Social and behavioral science has shown that there are clear ways that marketers can influence consumer behavior, by triggering instinctive, reflexive responses to situations that are automatic, it is possible to nudge individuals along the path towards buying. These are behaviors that humans have evolved because they conferred an evolutionary benefit, for example, fear and the flight or fight response increases the likelyhood of survival in specific situations.
Power words and phrases, carefully placed and constructed within the right context can trigger these instinctive reflexive responses. Its like an itch you can’t scratch that won’t go away until the need is alleviated. For marketers the goal is to elicit the mix of emotions, to trigger this buying behavior.
The Why Buy
Always tell the customer why they should buy, even if the reason is terrible. Obviously a good reason is far more powerful than a poor reason, but even a poor reason has a positive effect. The power word to use is because, that if included, instantly makes the customer to wait, pausing the decision making process until the reason is heard.
The Latest Greatest
Humans are predisposed to want new things, implying fresh. When combined with urgency, – and ‘get it while you can’, is a driver of consumerism). Words like best, fresh, latest, and phrases like cutting edge, available now and finally, all have a similar effect.
You can combine them for greater effect if character space allows for it in titles and meta descriptions of your blog content.
Mind the Information Gap
By highlighting a information gap you create the need and desire to fill that gap, – this is at the heart of of Information gap theory.
This is why personalization of content is super powerful because by using behavioral segmentation its possible to make these information gaps highly relevant to each persona and customer journey. This is extremely useful in relation to selling informational products and learning related products. Here words like learn, discover are particularly potent. However learn suggests that work is necessary and so choose discover over learn when the option is available.
The easiest route for the customer is usually the best route for the merchant to use.
Don't Make Promises You Can't Keep
Consider your wording very carefully.
If you can’t promise something definitively 100%, don’t say it, or at the very least give yourself an opt-out/caveat to what you promise. However, if you feel you need to add an opt-out or that a caveat is needed, then it’s better not to promise it at all.

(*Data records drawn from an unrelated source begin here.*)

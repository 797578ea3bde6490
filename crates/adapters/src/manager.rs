// SPDX-License-Identifier: BUSL-1.1
// Copyright (c) 2026 Alfred Jean LLC

//! Runtime manager: one adapter per configured runtime, a health cache,
//! and the selection chain for new spawns.

use hq_core::{Config, RuntimeConfig, RuntimeKind};
use parking_lot::RwLock;
use std::collections::HashMap;
use std::sync::Arc;
use std::time::Instant;
use tracing::info;

use crate::{
    AdapterError, DockerAdapter, HealthReport, HealthStatus, K8sAdapter, RuntimeAdapter,
    TmuxAdapter,
};

/// Holds the configured runtime adapters and their last probe results.
/// Adapters can be added and removed at runtime (`runtime.add/remove`).
pub struct RuntimeManager {
    adapters: RwLock<HashMap<String, Arc<dyn RuntimeAdapter>>>,
    default_id: Option<String>,
    health: RwLock<HashMap<String, HealthReport>>,
}

impl RuntimeManager {
    /// Build adapters for every `[runtime.<id>]` entry in the config.
    pub fn from_config(config: &Config) -> Self {
        let mut adapters: HashMap<String, Arc<dyn RuntimeAdapter>> = HashMap::new();
        for (id, runtime) in &config.runtime {
            adapters.insert(id.clone(), Self::build_adapter(id, runtime));
        }
        Self {
            adapters: RwLock::new(adapters),
            default_id: config.default_runtime().map(str::to_string),
            health: RwLock::new(HashMap::new()),
        }
    }

    /// Build one adapter from a config entry.
    pub fn build_adapter(id: &str, runtime: &RuntimeConfig) -> Arc<dyn RuntimeAdapter> {
        match &runtime.kind {
            RuntimeKind::LocalTmux { session_prefix } => {
                Arc::new(TmuxAdapter::local(id, session_prefix.clone()))
            }
            RuntimeKind::Docker { image } => Arc::new(DockerAdapter::new(id, image.clone())),
            RuntimeKind::K8s { namespace, image } => {
                Arc::new(K8sAdapter::new(id, namespace, image.clone()))
            }
            RuntimeKind::Ssh { remote } => Arc::new(TmuxAdapter::remote(id, remote.clone())),
        }
    }

    /// Register a runtime; replaces any existing adapter with the same id.
    pub fn add(&self, id: &str, runtime: &RuntimeConfig) {
        let adapter = Self::build_adapter(id, runtime);
        self.adapters.write().insert(id.to_string(), adapter);
        self.health.write().remove(id);
    }

    /// Deregister a runtime. Returns whether it existed.
    pub fn remove(&self, id: &str) -> bool {
        self.health.write().remove(id);
        self.adapters.write().remove(id).is_some()
    }

    /// Build from pre-made adapters (tests, embedded use).
    pub fn with_adapters(
        adapters: Vec<Arc<dyn RuntimeAdapter>>,
        default_id: Option<String>,
    ) -> Self {
        let adapters =
            adapters.into_iter().map(|a| (a.id().to_string(), a)).collect::<HashMap<_, _>>();
        Self { adapters: RwLock::new(adapters), default_id, health: RwLock::new(HashMap::new()) }
    }

    pub fn get(&self, id: &str) -> Option<Arc<dyn RuntimeAdapter>> {
        self.adapters.read().get(id).cloned()
    }

    pub fn ids(&self) -> Vec<String> {
        let mut ids: Vec<_> = self.adapters.read().keys().cloned().collect();
        ids.sort();
        ids
    }

    pub fn default_id(&self) -> Option<&str> {
        self.default_id.as_deref()
    }

    /// Pick the runtime for a new spawn: explicit request, then the
    /// template's preferred runtime, then the configured default, then the
    /// first healthy adapter.
    pub fn select(
        &self,
        explicit: Option<&str>,
        preferred: Option<&str>,
    ) -> Result<Arc<dyn RuntimeAdapter>, AdapterError> {
        if let Some(id) = explicit {
            return self.get(id).ok_or_else(|| {
                AdapterError::NoRuntime(format!("runtime {id} is not configured"))
            });
        }
        if let Some(adapter) = preferred.and_then(|id| self.get(id)) {
            return Ok(adapter);
        }
        if let Some(adapter) = self.default_id.as_deref().and_then(|id| self.get(id)) {
            return Ok(adapter);
        }
        let health = self.health.read();
        self.ids()
            .into_iter()
            .find(|id| {
                health.get(id).map(|h| h.status.is_healthy()).unwrap_or(true)
            })
            .and_then(|id| self.get(&id))
            .ok_or_else(|| AdapterError::NoRuntime("no healthy runtime configured".to_string()))
    }

    /// Whether the last probe considered the runtime healthy. Unknown
    /// runtimes (not yet probed) count as healthy.
    pub fn is_healthy(&self, id: &str) -> bool {
        self.health.read().get(id).map(|h| h.status.is_healthy()).unwrap_or(true)
    }

    /// Probe every adapter and refresh the cache. Returns the runtimes
    /// whose healthy/unhealthy verdict flipped.
    pub async fn probe_all(&self) -> Vec<(String, HealthReport)> {
        let mut changed = Vec::new();
        let adapters: Vec<(String, Arc<dyn RuntimeAdapter>)> = self
            .adapters
            .read()
            .iter()
            .map(|(id, a)| (id.clone(), Arc::clone(a)))
            .collect();
        for (id, adapter) in &adapters {
            let report = adapter.probe().await;
            let mut health = self.health.write();
            let flipped = match health.get(id) {
                Some(previous) => previous.status.is_healthy() != report.status.is_healthy(),
                None => report.status != HealthStatus::Healthy,
            };
            if flipped {
                info!(runtime = %id, status = %report.status, "runtime health changed");
                changed.push((id.clone(), report.clone()));
            }
            health.insert(id.clone(), report);
        }
        changed
    }

    /// Snapshot of the health cache for `daemon.health`.
    pub fn health_snapshot(&self) -> HashMap<String, HealthReport> {
        self.health.read().clone()
    }

    /// Probe one runtime and report round-trip latency in milliseconds.
    pub async fn ping(&self, id: &str) -> Result<(HealthReport, u64), AdapterError> {
        let adapter = self
            .get(id)
            .ok_or_else(|| AdapterError::NoRuntime(format!("runtime {id} is not configured")))?;
        let start = Instant::now();
        let report = adapter.probe().await;
        let latency_ms = start.elapsed().as_millis() as u64;
        self.health.write().insert(id.to_string(), report.clone());
        Ok((report, latency_ms))
    }
}

#[cfg(test)]
#[path = "manager_tests.rs"]
mod tests;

The above pointers are most effective in copy, in titles, and in conjunction with your product or service USP, and if character limits allow, – when used together. The best combination for your product or service can only be determined through the conversion rate optimization process of A/B testing with a CRO tool like OptiMonk.
Humans are rebellious by nature to some degree or another. By telling your potential customer that they can’t or won’t do something, invariably they are more likely to do so. For example, say, “You will probably refuse”, will trigger a big rise in compliance to whatever you ask your customer’s to do immediately thereafter.
When combined with “because”, with a good reason then this becomes even more powerful. Obviously, be polite and positive with the rest of the question.
In the world of behavioral science, this phenomenom even has a theory and name, that of the Theory of Reactance.
Leveraging human beings most basic of instincts might seem unfair, low even. These techniques work because they either increase the need for the item or they reduce the barriers to purchase, ultimately its about risk and prospect theory.
In the world of eCommerce where competition drives the market and where there are no regulations to protect the consumer, there is little choice as to whether to use such tactics.
There is a level playing field, but only if the techniques mentioned above are used in your presell pages and advertising copy, simply because your competitors are using them also.